··· PROVIDED RECORDS
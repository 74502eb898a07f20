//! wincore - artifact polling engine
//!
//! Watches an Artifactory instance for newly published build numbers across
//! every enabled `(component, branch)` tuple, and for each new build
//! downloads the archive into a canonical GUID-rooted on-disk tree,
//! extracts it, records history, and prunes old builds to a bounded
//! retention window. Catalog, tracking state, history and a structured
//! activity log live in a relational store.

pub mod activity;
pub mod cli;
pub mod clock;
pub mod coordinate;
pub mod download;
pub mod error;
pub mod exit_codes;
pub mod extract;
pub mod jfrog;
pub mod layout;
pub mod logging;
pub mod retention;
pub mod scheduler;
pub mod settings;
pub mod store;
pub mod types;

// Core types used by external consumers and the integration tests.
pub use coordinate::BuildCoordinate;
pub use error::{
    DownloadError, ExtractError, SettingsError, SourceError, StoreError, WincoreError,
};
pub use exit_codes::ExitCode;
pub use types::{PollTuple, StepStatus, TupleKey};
······
:: PROBLEM REQUIREMENTS ::
Word for word, set down the lines from the beginning of the records through the line that holds "pub mod types;". Leave out the rest.

:: OUTPUT BELOW ::
repository 74502eb898a07f20
//! wincore - artifact polling engine
//!
//! Watches an Artifactory instance for newly published build numbers across
//! every enabled `(component, branch)` tuple, and for each new build
//! downloads the archive into a canonical GUID-rooted on-disk tree,
//! extracts it, records history, and prunes old builds to a bounded
//! retention window. Catalog, tracking state, history and a structured
//! activity log live in a relational store.

pub mod activity;
pub mod cli;
pub mod clock;
pub mod coordinate;
pub mod download;
pub mod error;
pub mod exit_codes;
pub mod extract;
pub mod jfrog;
pub mod layout;
pub mod logging;
pub mod retention;
pub mod scheduler;
pub mod settings;
pub mod store;
pub mod types;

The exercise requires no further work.